#### What you will do:
Every entry in the data below needs to be repeated exactly.
......
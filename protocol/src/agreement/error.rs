//! Error taxonomy for the agreement protocol.
//!
//! Every failure a flow can surface is one of these variants, and every one
//! of them reaches the caller as a typed result — nothing is swallowed, and
//! nothing is retried behind the caller's back. Retry policy belongs to the
//! caller: blindly resubmitting after a double spend would just replay a
//! stale proposal.

use thiserror::Error;

use pact_contracts::ViolationList;

use crate::identity::directory::DirectoryError;
use crate::ledger::vault::{StateRef, StoreError};

use super::session::SessionError;

/// Errors surfaced by flows and the agreement machinery beneath them.
#[derive(Debug, Error)]
pub enum AgreementError {
    /// One or more contract predicates failed. Recoverable: build a
    /// corrected proposal and try again.
    #[error(transparent)]
    Validation(#[from] ViolationList),

    /// A counterparty declined to endorse. Terminal for this attempt.
    #[error("endorsement refused by {signer}: {reason}")]
    EndorsementRefused { signer: String, reason: String },

    /// The notary saw a consumed input that was already spent. Terminal —
    /// re-query current state before retrying with fresh inputs.
    #[error("double spend: input {conflicting} was already consumed")]
    DoubleSpend { conflicting: StateRef },

    /// A counterparty did not answer within the caller-supplied bound.
    /// Safe to retry: nothing was committed.
    #[error("timed out after {elapsed_ms}ms (bound {timeout_ms}ms)")]
    Timeout { elapsed_ms: u64, timeout_ms: u64 },

    /// The account directory could not resolve a name or mint a key.
    /// Surfaced before any transaction is attempted.
    #[error("account resolution failed: {0}")]
    Resolution(String),

    /// The vault lookup backing a flow found no usable record (or an
    /// ambiguous set of them).
    #[error("record lookup failed: {0}")]
    RecordLookup(String),

    /// A required signer has no endorsement at finality time. This is a
    /// local programming error — the notary is never consulted.
    #[error("missing endorsement for required signer {signer}")]
    MissingEndorsement { signer: String },

    /// An endorsement is present but its signature does not cover this
    /// proposal's bytes.
    #[error("invalid endorsement from signer {signer}")]
    InvalidEndorsement { signer: String },

    /// This host holds no key named in the proposal's required signers, so
    /// it cannot produce the proposer-side signature.
    #[error("no key held by this host is named as a required signer")]
    NoLocalSigner,

    /// A session failed: peer unknown, channel closed, or an out-of-protocol
    /// message arrived.
    #[error("session error: {0}")]
    Session(String),

    /// The durable store failed.
    #[error("storage error: {0}")]
    Store(#[from] StoreError),
}

impl From<DirectoryError> for AgreementError {
    fn from(e: DirectoryError) -> Self {
        AgreementError::Resolution(e.to_string())
    }
}

impl From<SessionError> for AgreementError {
    fn from(e: SessionError) -> Self {
        AgreementError::Session(e.to_string())
    }
}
......
#### Result below:
filename protocol/src/agreement/error.rs
//! Error taxonomy for the agreement protocol.
//!
//! Every failure a flow can surface is one of these variants, and every one
//! of them reaches the caller as a typed result — nothing is swallowed, and
//! nothing is retried behind the caller's back. Retry policy belongs to the
//! caller: blindly resubmitting after a double spend would just replay a
//! stale proposal.

use thiserror::Error;

use pact_contracts::ViolationList;

use crate::identity::directory::DirectoryError;
use crate::ledger::vault::{StateRef, StoreError};

use super::session::SessionError;

/// Errors surfaced by flows and the agreement machinery beneath them.
#[derive(Debug, Error)]
pub enum AgreementError {
    /// One or more contract predicates failed. Recoverable: build a
    /// corrected proposal and try again.
    #[error(transparent)]
    Validation(#[from] ViolationList),

    /// A counterparty declined to endorse. Terminal for this attempt.
    #[error("endorsement refused by {signer}: {reason}")]
    EndorsementRefused { signer: String, reason: String },

    /// The notary saw a consumed input that was already spent. Terminal —
    /// re-query current state before retrying with fresh inputs.
    #[error("double spend: input {conflicting} was already consumed")]
    DoubleSpend { conflicting: StateRef },

    /// A counterparty did not answer within the caller-supplied bound.
    /// Safe to retry: nothing was committed.
    #[error("timed out after {elapsed_ms}ms (bound {timeout_ms}ms)")]
    Timeout { elapsed_ms: u64, timeout_ms: u64 },

    /// The account directory could not resolve a name or mint a key.
    /// Surfaced before any transaction is attempted.
    #[error("account resolution failed: {0}")]
    Resolution(String),

    /// The vault lookup backing a flow found no usable record (or an
    /// ambiguous set of them).
    #[error("record lookup failed: {0}")]
    RecordLookup(String),

    /// A required signer has no endorsement at finality time. This is a
    /// local programming error — the notary is never consulted.
    #[error("missing endorsement for required signer {signer}")]
    MissingEndorsement { signer: String },

    /// An endorsement is present but its signature does not cover this
    /// proposal's bytes.
    #[error("invalid endorsement from signer {signer}")]
    InvalidEndorsement { signer: String },

    /// This host holds no key named in the proposal's required signers, so
    /// it cannot produce the proposer-side signature.
    #[error("no key held by this host is named as a required signer")]
    NoLocalSigner,

    /// A session failed: peer unknown, channel closed, or an out-of-protocol
    /// message arrived.
    #[error("session error: {0}")]
    Session(String),

    /// The durable store failed.
    #[error("storage error: {0}")]
    Store(#[from] StoreError),
}

impl From<DirectoryError> for AgreementError {
    fn from(e: DirectoryError) -> Self {
        AgreementError::Resolution(e.to_string())
    }
}

impl From<SessionError> for AgreementError {
    fn from(e: SessionError) -> Self {
        AgreementError::Session(e.to_string())
    }
}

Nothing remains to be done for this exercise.